La Cour d’appel a annulé cette décision en considérant que les méthodes de génération et d’identification d’un anticorps dirigé contre un antigène donné étaient des techniques de routine pour l’homme du métier à la date de priorité et que, par conséquent, lorsque l’antigène ciblé est déjà connu, la découverte d’un anticorps se liant à cet anticorps n’implique pas d’activité inventive. Les juges ont également relevé que dans le cas du brevet EP’375, déposé 11 ans après la date de dépôt du brevet EP’424 et accordé pour l’avelumab, l’activité inventive a finalement été reconnue par l’OEB en raison de la réactivité inter-espèces de l’avelumab, et non en raison de sa capacité à se lier à PD-L1, la division d’examen ayant initialement conclu à l’absence d’activité inventive. La Cour en conclut qu’il résulte de ces éléments, fondés sur les connaissances générales de l’homme du métier et l’état de la technique à la date de priorité du brevet EP’464, que l’anticorps monoclonal humain avelumab était spécifiquement identifiable par l’homme du métier à la lumière des enseignements dudit brevet, par des expériences de routine connues et bien maîtrisées, qui peuvent être longues et fastidieuses, mais n’impliquent pas une activité inventive indépendante.
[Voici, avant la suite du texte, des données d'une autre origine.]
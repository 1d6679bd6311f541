use std::collections::VecDeque;

use super::Job;

/// Ordered backlog of jobs owned by one processor.
///
/// No internal locking; the owning `Processor` guards it.
#[derive(Debug, Default)]
pub struct PcbQueue {
    jobs: VecDeque<Job>,
}

impl PcbQueue {
    pub fn new() -> PcbQueue {
        PcbQueue {
            jobs: VecDeque::new(),
        }
    }

    pub fn push(&mut self, job: Job) {
        self.jobs.push_back(job);
    }

    pub fn pop(&mut self) -> Option<Job> {
        self.jobs.pop_front()
    }

    pub fn peek(&self) -> Option<&Job> {
        self.jobs.front()
    }

    pub fn at(&self, index: usize) -> Option<&Job> {
        self.jobs.get(index)
    }

    pub fn at_mut(&mut self, index: usize) -> Option<&mut Job> {
        self.jobs.get_mut(index)
    }

    pub fn len(&self) -> usize {
        self.jobs.len()
    }

    pub fn is_empty(&self) -> bool {
        self.jobs.is_empty()
    }

    pub fn iter(&self) -> impl Iterator<Item = &Job> {
        self.jobs.iter()
    }

    // All three sorts are stable: equal keys keep their queue order.

    pub fn sort_by_burst(&mut self) {
        self.jobs.make_contiguous().sort_by_key(|job| job.pcb.burst_time);
    }

    pub fn sort_by_priority(&mut self) {
        self.jobs.make_contiguous().sort_by_key(|job| job.pcb.priority);
    }

    pub fn sort_by_pid(&mut self) {
        self.jobs.make_contiguous().sort_by_key(|job| job.pcb.process_id);
    }
}

impl FromIterator<Job> for PcbQueue {
    fn from_iter<I: IntoIterator<Item = Job>>(iter: I) -> PcbQueue {
        PcbQueue {
            jobs: iter.into_iter().collect(),
        }
    }
}

impl IntoIterator for PcbQueue {
    type Item = Job;
    type IntoIter = std::collections::vec_deque::IntoIter<Job>;

    fn into_iter(self) -> Self::IntoIter {
        self.jobs.into_iter()
    }
}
Cet arrêt peut, à première vue, surprendre. En effet, dans une affaire récente très proche, la Cour a confirmé la décision de l’INPI par un arrêt du 19 janvier 2021. Dans cette affaire, il s’agissait de la confirmation d’une décision de l’INPI de rejeter une demande de CCP pour le nivolumab, un anticorps monoclonal anti-PD-1. Les juges ont considéré que si le nivolumab entrait implicitement et nécessairement dans le champ de l’invention couverte par le brevet de base, la préparation d’anticorps monoclonaux nécessitait plus que des opérations de routine. Ils ont également souligné qu’il a fallu trois ans après le dépôt du brevet de base pour déposer un brevet portant spécifiquement sur le nivolumab, ce qui constitue une indication forte qu’une activité inventive indépendante du brevet de base a été nécessaire pour aboutir au nivolumab.

Deux motifs principaux paraissent expliquer ce revirement de jurisprudence. Premièrement, la prise en compte des critères résultant de la Convention sur le brevet européen (CBE) et des directives et de la jurisprudence de l’Office européen des brevets (OEB), conformément au critère de l' »activité inventive indépendante » issu de la jurisprudence Royalty Pharma, qui a été déterminante. Deuxièmement, dans l’affaire nivolumab, la Cour d’appel a également considéré que le CCP n’était pas conforme à l’article 3(c) du règlement CCP, de sorte que l’appréciation de la conformité à l’article 3(a) est devenue une question secondaire.

En tout état de cause, ce revirement de jurisprudence est fondamental et devrait faciliter le respect des exigences de l’article 3(a) du Règlement CCP en matière d’anticorps monoclonaux en France, notamment dans le cadre des affaires Medeva (C-322/10) et Eli Lilly (C-493/12).